TASK STATEMENT: From the data below, copy exactly the lines that lie between the one holding "pub fn new(forward: Arc<dyn" and the one holding "match self.repacker.repack(view, payload)", including both, and nothing more.

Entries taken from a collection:
↓
use std::io;
use std::net::Ipv4Addr;
use std::sync::Arc;
use std::sync::atomic::{AtomicU64, Ordering};
use std::thread::{self, JoinHandle};
use std::time::{Duration, Instant};

use crossbeam_channel::{RecvTimeoutError, Sender, bounded};
use log::{debug, error, info};
use parking_lot::Mutex;

use crate::codec::header::MacAddr;
use crate::codec::{FrameSpec, build_tcp_frame};
use crate::connection::Tracking;
use crate::iface::Bridge;
use crate::packet_view::{Direction, Provenance};

/// How the job's seq/ack/window numbers are interpreted.
#[derive(Debug, Clone, Copy, PartialEq, Eq)]
pub enum SeqAckMethod {
    Absolute,
    /// Offsets from the sending half's live high seq, high ack and window.
    Relative,
}

/// Addresses given in the rule, used until the connection's own are known.
#[derive(Debug, Clone, Copy, PartialEq, Eq)]
pub struct StaticAddressing {
    pub mac_src: MacAddr,
    pub mac_dst: MacAddr,
    pub ip_src: Ipv4Addr,
    pub ip_dst: Ipv4Addr,
    pub port_src: u16,
    pub port_dst: u16,
}

#[derive(Debug, Clone, PartialEq, Eq)]
pub struct InjectionJob {
    pub addressing: Option<StaticAddressing>,
    pub flags: u8,
    pub window: u16,
    pub seq: u32,
    pub ack: u32,
    pub method: SeqAckMethod,
    pub freq_ms: u64,
    pub max_packets: Option<u64>,
    /// Interface the packets leave on.
    pub dir: Direction,
}

impl InjectionJob {
    /// Builds the next frame from the live connection, or `None` when
    /// neither the connection nor the rule supplies addresses.
    pub fn frame_spec(&self, tracking: &Tracking) -> Option<FrameSpec> {
        // 从 dir 接口发出 = 冒充反方向的发送者
        let (from, to) = match self.dir {
            Direction::Forward => (&tracking.rev, &tracking.fwd),
            Direction::Backward => (&tracking.fwd, &tracking.rev),
        };

        let addr = if tracking.addresses_known() {
            StaticAddressing {
                mac_src: from.mac,
                mac_dst: to.mac,
                ip_src: from.ip,
                ip_dst: to.ip,
                port_src: from.port,
                port_dst: to.port,
            }
        } else {
            self.addressing?
        };

        let (seq, ack, window) = match self.method {
            SeqAckMethod::Absolute => (self.seq, self.ack, self.window),
            SeqAckMethod::Relative => (
                from.high_seq.wrapping_add(self.seq),
                from.high_ack.wrapping_add(self.ack),
                from.window.wrapping_add(self.window),
            ),
        };

        Some(FrameSpec {
            mac_src: addr.mac_src,
            mac_dst: addr.mac_dst,
            ip_src: addr.ip_src,
            ip_dst: addr.ip_dst,
            port_src: addr.port_src,
            port_dst: addr.port_dst,
            seq,
            ack,
            flags: self.flags,
            window,
        })
    }
}

#[derive(Debug, Clone, Copy, PartialEq, Eq)]
pub enum InjectorState {
    Idle,
    Running,
    Stopped,
}

// ==========================================
// 注入线程：按固定周期发送伪造报文，可随时取消
// ==========================================
pub struct Injector {
    job: InjectionJob,
    tracking: Arc<Mutex<Tracking>>,
    bridge: Arc<Bridge>,
    state: InjectorState,
    stop_tx: Option<Sender<()>>,
    handle: Option<JoinHandle<()>>,
    sent: Arc<AtomicU64>,
}

impl Injector {
    pub fn new(job: InjectionJob, tracking: Arc<Mutex<Tracking>>, bridge: Arc<Bridge>) -> Self {
        Self {
            job,
            tracking,
            bridge,
            state: InjectorState::Idle,
            stop_tx: None,
            handle: None,
            sent: Arc::new(AtomicU64::new(0)),
        }
    }

    pub fn state(&self) -> InjectorState {
        self.state
    }

    pub fn sent(&self) -> u64 {
        self.sent.load(Ordering::Relaxed)
    }

    /// Spawns the sender thread. Only an idle injector can be started.
    pub fn start(&mut self) -> io::Result<()> {
        if self.state != InjectorState::Idle {
            return Ok(());
        }
        let (stop_tx, stop_rx) = bounded::<()>(1);
        let job = self.job.clone();
        let tracking = Arc::clone(&self.tracking);
        let bridge = Arc::clone(&self.bridge);
        let sent = Arc::clone(&self.sent);

        let handle = thread::Builder::new()
            .name("injector".into())
            .spawn(move || {
                let period = Duration::from_millis(job.freq_ms);
                let mut deadline = Instant::now();
                loop {
                    let spec = job.frame_spec(&tracking.lock());
                    let Some(spec) = spec else {
                        error!("inject: no addresses for the connection, giving up");
                        break;
                    };
                    let frame = build_tcp_frame(&spec, &[], Provenance::synthesized(job.dir));
                    bridge.repack_and_send(frame, true);
                    let n = sent.fetch_add(1, Ordering::Relaxed) + 1;
                    if job.max_packets.is_some_and(|max| n >= max) {
                        debug!("inject: sent {} packets, done", n);
                        break;
                    }

                    deadline += period;
                    match stop_rx.recv_deadline(deadline) {
                        Err(RecvTimeoutError::Timeout) => continue,
                        _ => break,
                    }
                }
            })?;

        info!(
            "inject: started, every {} ms out the {:?} interface",
            self.job.freq_ms, self.job.dir
        );
        self.stop_tx = Some(stop_tx);
        self.handle = Some(handle);
        self.state = InjectorState::Running;
        Ok(())
    }

    /// Asks the thread to stop; it wakes from its sleep at once. Does not
    /// wait for it.
    pub fn stop(&mut self) {
        if self.state == InjectorState::Running {
            // 断开通道即可唤醒 recv_deadline
            self.stop_tx = None;
            self.state = InjectorState::Stopped;
        }
    }

    /// The thread has exited (stopped, finished its count, or never ran).
    pub fn is_finished(&self) -> bool {
        self.handle.as_ref().is_none_or(|h| h.is_finished())
    }

    pub fn join(&mut self) {
        if let Some(handle) = self.handle.take() {
            if handle.join().is_err() {
                error!("inject: sender thread panicked");
            }
        }
    }
}

impl Drop for Injector {
    fn drop(&mut self) {
        self.stop();
        self.join();
    }
}
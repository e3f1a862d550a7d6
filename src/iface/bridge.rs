use std::sync::Arc;

use log::{error, warn};

use crate::codec::Repacker;
use crate::iface::Interface;
use crate::packet_view::{Direction, PacketView};

/// The two interfaces the proxy sits between, plus the repacker every
/// outgoing rewritten frame goes through.
pub struct Bridge {
    forward: Arc<dyn Interface>,
    backward: Arc<dyn Interface>,
    repacker: Repacker,
}

impl Bridge {
    pub fn new(forward: Arc<dyn Interface>, backward: Arc<dyn Interface>) -> Self {
        Self {
            forward,
            backward,
            repacker: Repacker::new(),
        }
    }

    /// The interface that receives `dir` traffic.
    pub fn iface(&self, dir: Direction) -> &Arc<dyn Interface> {
        match dir {
            Direction::Forward => &self.forward,
            Direction::Backward => &self.backward,
        }
    }

    /// Relays a frame byte for byte.
    pub fn forward_raw(&self, view: &PacketView) -> bool {
        self.send_frame(view.snd(), view.as_bytes(), false)
    }

    pub fn send_frame(&self, slot: Direction, frame: &[u8], allow_drop: bool) -> bool {
        let iface = self.iface(slot);
        let sent = iface.send(frame, allow_drop);
        if !sent && !allow_drop {
            warn!("{}: frame of {} bytes not sent", iface.name(), frame.len());
        }
        sent
    }

    /// Fixes lengths and checksums, then transmits.
    pub fn repack_and_send(&self, view: PacketView, allow_drop: bool) -> bool {
        let payload = view.ip_payload();
        match self.repacker.repack(view, payload) {
            Some(view) => self.send_frame(view.snd(), view.as_bytes(), allow_drop),
            None => {
                error!("repack failed, frame dropped");
                false
            }
        }
    }
}
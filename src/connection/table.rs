use std::collections::HashMap;
use std::sync::Arc;

use log::debug;
use parking_lot::{RwLock, RwLockWriteGuard};

use crate::connection::Connection;
use crate::flow_key::FlowKey;
use crate::packet_view::PacketView;
use crate::rule::Proto;

type ConnMap = HashMap<FlowKey, Arc<Connection>>;

// ==========================================
// 连接表：同一条连接按两种地址顺序各登记一次
// ==========================================
#[derive(Default)]
pub struct ConnectionTable {
    conns: RwLock<ConnMap>,
}

impl ConnectionTable {
    pub fn new() -> Self {
        Self::default()
    }

    pub fn find(&self, key: FlowKey) -> Option<Arc<Connection>> {
        self.conns.read().get(&key).cloned()
    }

    pub fn find_or_create(&self, key: FlowKey, proto: Proto) -> Arc<Connection> {
        let mut map = self.conns.write();
        Self::insert_locked(&mut map, key, proto)
    }

    fn insert_locked(map: &mut ConnMap, key: FlowKey, proto: Proto) -> Arc<Connection> {
        if let Some(conn) = map.get(&key) {
            return Arc::clone(conn);
        }
        debug!("table: new connection {} <-> {}", key.src, key.dst);
        let conn = Arc::new(Connection::new(key, proto));
        map.insert(key, Arc::clone(&conn));
        map.insert(key.reversed(), Arc::clone(&conn));
        conn
    }

    /// Runs `f` on the connection for `key` while holding the read lock.
    /// With `create`, a missing connection is added under the write lock,
    /// which is then downgraded so other readers proceed.
    pub fn with_connection<R>(
        &self,
        key: FlowKey,
        create: bool,
        f: impl FnOnce(Option<&Connection>) -> R,
    ) -> R {
        {
            let map = self.conns.read();
            if let Some(conn) = map.get(&key) {
                return f(Some(conn.as_ref()));
            }
            if !create {
                return f(None);
            }
        }
        let mut map = self.conns.write();
        let conn = Self::insert_locked(&mut map, key, Proto::Tcp);
        let _map = RwLockWriteGuard::downgrade(map);
        f(Some(conn.as_ref()))
    }

    /// Runs `f` with the table write-locked, creating the connection if
    /// needed. Rule installs go through here so they never race a packet.
    pub fn install<R>(&self, key: FlowKey, proto: Proto, f: impl FnOnce(&Connection) -> R) -> R {
        let mut map = self.conns.write();
        let conn = Self::insert_locked(&mut map, key, proto);
        f(&conn)
    }

    /// Forgets every connection; their modifiers are cleared and any queued
    /// burst packets returned.
    pub fn clear_all(&self) -> Vec<PacketView> {
        let drained: Vec<_> = self.conns.write().drain().collect();
        // 注入线程在表锁之外 join
        let mut flushed = Vec::new();
        for (key, conn) in drained {
            if key == conn.key() {
                flushed.extend(conn.clear());
            }
        }
        flushed
    }

    /// Each connection once, under its SYN ordering.
    pub fn connections(&self) -> Vec<Arc<Connection>> {
        self.conns
            .read()
            .iter()
            .filter(|(key, conn)| **key == conn.key())
            .map(|(_, conn)| Arc::clone(conn))
            .collect()
    }

    pub fn len(&self) -> usize {
        self.connections().len()
    }

    pub fn is_empty(&self) -> bool {
        self.conns.read().is_empty()
    }
}
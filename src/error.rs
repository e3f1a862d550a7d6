use std::fmt;
use std::io;

use thiserror::Error;

#[derive(Debug, Clone, Copy, PartialEq, Eq)]
pub enum Layer {
    Ethernet,
    Ipv4,
    Tcp,
}

impl fmt::Display for Layer {
    fn fmt(&self, f: &mut fmt::Formatter<'_>) -> fmt::Result {
        let name = match self {
            Layer::Ethernet => "ethernet",
            Layer::Ipv4 => "ipv4",
            Layer::Tcp => "tcp",
        };
        f.write_str(name)
    }
}

/// Why a received frame was not handed to the connection engine.
#[derive(Debug, Clone, Copy, PartialEq, Eq, Error)]
pub enum ParseError {
    /// Truncated frame or a header length claim that overruns the buffer.
    #[error("malformed {0} header")]
    Malformed(Layer),
    /// Well-formed, but not IPv4/TCP. Bridged without inspection.
    #[error("not an IPv4/TCP frame")]
    Unsupported,
}

/// Rejection of a rule record from the control channel.
#[derive(Debug, Clone, PartialEq, Eq, Error)]
pub enum RuleError {
    #[error("csv field count mismatch ({0} / 8)")]
    FieldCount(usize),
    #[error("bad address \"{0}\"")]
    BadAddress(String),
    #[error("unsupported protocol \"{0}\"")]
    UnsupportedProto(String),
    #[error("invalid {field} \"{value}\"")]
    BadNumber { field: &'static str, value: String },
    #[error("end ({stop}) before start ({start})")]
    StopBeforeStart { start: u64, stop: u64 },
    #[error("unsupported action \"{0}\"")]
    UnknownAction(String),
    #[error("invalid protocol state \"{0}\"")]
    BadState(String),
    #[error("{action}: missing {key} tag")]
    MissingArg {
        action: &'static str,
        key: &'static str,
    },
    #[error("{action}: bad value for {key}: \"{value}\"")]
    BadArg {
        action: &'static str,
        key: &'static str,
        value: String,
    },
    #[error("malformed argument \"{0}\"")]
    MalformedArg(String),
    #[error("wildcard addresses only allowed with ACTIVE or CLEAR")]
    Wildcard,
    #[error("INJECT: start is zero and no addresses given")]
    InjectWithoutAddresses,
}

/// Failure attaching to a network interface.
#[derive(Debug, Error)]
pub enum IfaceError {
    #[error("could not create socket for {iface}")]
    Socket {
        iface: String,
        #[source]
        source: io::Error,
    },
    #[error("interface name \"{0}\" is too long")]
    NameTooLong(String),
    #[error("could not configure {iface}: {step}")]
    Configure {
        iface: String,
        step: &'static str,
        #[source]
        source: io::Error,
    },
}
↑
COMPLETED EXERCISE:
    pub fn new(forward: Arc<dyn Interface>, backward: Arc<dyn Interface>) -> Self {
        Self {
            forward,
            backward,
            repacker: Repacker::new(),
        }
    }

    /// The interface that receives `dir` traffic.
    pub fn iface(&self, dir: Direction) -> &Arc<dyn Interface> {
        match dir {
            Direction::Forward => &self.forward,
            Direction::Backward => &self.backward,
        }
    }

    /// Relays a frame byte for byte.
    pub fn forward_raw(&self, view: &PacketView) -> bool {
        self.send_frame(view.snd(), view.as_bytes(), false)
    }

    pub fn send_frame(&self, slot: Direction, frame: &[u8], allow_drop: bool) -> bool {
        let iface = self.iface(slot);
        let sent = iface.send(frame, allow_drop);
        if !sent && !allow_drop {
            warn!("{}: frame of {} bytes not sent", iface.name(), frame.len());
        }
        sent
    }

    /// Fixes lengths and checksums, then transmits.
    pub fn repack_and_send(&self, view: PacketView, allow_drop: bool) -> bool {
        let payload = view.ip_payload();
        match self.repacker.repack(view, payload) {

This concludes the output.